Lapis kedua adalah tes usap antigen di tempat. Yang terindikasi positif langsung ditangani lebih lanjut. Lapis ketiga adalah prajurit masngawi.
Prasyarat itu dilaksanakan Sigit Pramono, penggagas acara. Timnya menyiapkan pemindai aplikasi Peduli Lindungi di akses masuk dan keluar untuk memastikan setiap orang—pejabat, tamu penting, awak media, awak produksi panggung, pembeli tiket, hingga penampil—telah menerima dua dosis vaksin.
”Lapis kedua adalah tes usap antigen di tempat. Yang terindikasi positif langsung ditangani lebih lanjut. Lapis ketiga adalah prajurit masngawi,” kata Sigit yang juga Ketua Gerakan Pakai Masker (GPM) ini. Istilah ”prajurit masngawi” merujuk pada petugas yang mengawasi orang untuk maskeran, ngadoh (berjauhan), dan wijik (cuci tangan). Satu ”prajurit” mengawasi 20 orang.
Hingga malam sebelum acara berlangsung, sejumlah panitia masih terus menerima pembaruan tata cara. Pada Jumat sekitar pukul 22.00, mereka mempraktikan alur yang berlapis-lapis itu. Repot, memang. Biayanya pun tak murah.

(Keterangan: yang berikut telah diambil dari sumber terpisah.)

//! Shared fakes for the pipeline integration tests

#![allow(dead_code, clippy::unwrap_used, clippy::panic)]

use async_trait::async_trait;
use curata_core::{Counter, CounterStore, Translator, User, UserDirectory};
use std::collections::HashMap;
use std::sync::{Arc, Mutex};

/// User directory backed by a map keyed on lowercase email
#[derive(Default)]
pub struct InMemoryUserDirectory {
    users: HashMap<String, User>,
    pub fail: bool,
}

impl InMemoryUserDirectory {
    pub fn with_users(users: impl IntoIterator<Item = User>) -> Self {
        Self {
            users: users
                .into_iter()
                .map(|u| (u.email.to_lowercase(), u))
                .collect(),
            fail: false,
        }
    }

    pub fn failing() -> Self {
        Self {
            users: HashMap::new(),
            fail: true,
        }
    }
}

#[async_trait]
impl UserDirectory for InMemoryUserDirectory {
    async fn find_by_email(&self, email: &str) -> curata_core::Result<Option<User>> {
        if self.fail {
            return Err(curata_core::Error::Directory("directory offline".into()));
        }
        Ok(self.users.get(&email.to_lowercase()).cloned())
    }
}

pub fn user(username: &str, email: &str) -> User {
    User {
        username: username.to_string(),
        email: email.to_string(),
        roles: vec![],
    }
}

/// Counter store backed by a mutex-guarded map
#[derive(Default)]
pub struct InMemoryCounterStore {
    counters: Mutex<HashMap<(String, String), i64>>,
}

impl InMemoryCounterStore {
    pub fn value(&self, name: &str, branding: &str) -> Option<i64> {
        self.counters
            .lock()
            .unwrap()
            .get(&(name.to_string(), branding.to_string()))
            .copied()
    }

    pub fn seed(&self, name: &str, branding: &str, value: i64) {
        self.counters
            .lock()
            .unwrap()
            .insert((name.to_string(), branding.to_string()), value);
    }
}

#[async_trait]
impl CounterStore for InMemoryCounterStore {
    async fn find_or_create(&self, name: &str, branding: &str) -> curata_core::Result<Counter> {
        let mut counters = self.counters.lock().unwrap();
        let value = *counters
            .entry((name.to_string(), branding.to_string()))
            .or_insert(0);
        Ok(Counter {
            name: name.to_string(),
            branding: branding.to_string(),
            value,
        })
    }

    async fn update_value(&self, name: &str, branding: &str, value: i64) -> curata_core::Result<()> {
        self.counters
            .lock()
            .unwrap()
            .insert((name.to_string(), branding.to_string()), value);
        Ok(())
    }
}

/// Translator returning canned text, or the key itself when unmapped
#[derive(Default)]
pub struct StaticTranslator {
    entries: HashMap<String, String>,
}

impl StaticTranslator {
    pub fn with_entries<'a>(entries: impl IntoIterator<Item = (&'a str, &'a str)>) -> Self {
        Self {
            entries: entries
                .into_iter()
                .map(|(k, v)| (k.to_string(), v.to_string()))
                .collect(),
        }
    }
}

impl Translator for StaticTranslator {
    fn translate(&self, key: &str) -> String {
        self.entries
            .get(key)
            .cloned()
            .unwrap_or_else(|| key.to_string())
    }
}

/// Ordered log of hook invocations, shared between spies and assertions
pub type CallLog = Arc<Mutex<Vec<String>>>;

pub fn call_log() -> CallLog {
    Arc::new(Mutex::new(Vec::new()))
}

pub fn calls(log: &CallLog) -> Vec<String> {
    log.lock().unwrap().clone()
}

Karcis masuk acara ini dijual dengan rentang harga Rp 750.000 hingga Rp 1,25 juta per orang dan ludes terjual tiga hari menjelang acara. Angka ini di luar biaya transportasi dan penginapan pengunjung yang umumnya datang dari luar Probolinggo. Menurut Sigit, biaya yang relatif tinggi ini adalah cara penyaringan lain.
Penerapan protokol kesehatan secara ketat, walau merepotkan dan makan biaya, adalah keniscayaan untuk hidup berdampingan dengan Covid-19. Inilah upaya paling maksimal untuk mengembalikan kenikmatan menonton musik secara langsung, tanpa dibatasi ukuran layar gawai.
Apakah setelah perhelatan ini panggung konser bisa berdentum lagi? Jawabannya seolah disamarkan kabut yang makin pekat ketika grup Ring of Fire Project bersama Fariz RM memungkasi acara itu dengan tembang ”Festival”. Dengan sukses JGB 2021 ini, ucapan ”sampai jumpa tahun depan” rasanya tak terlalu berlebihan.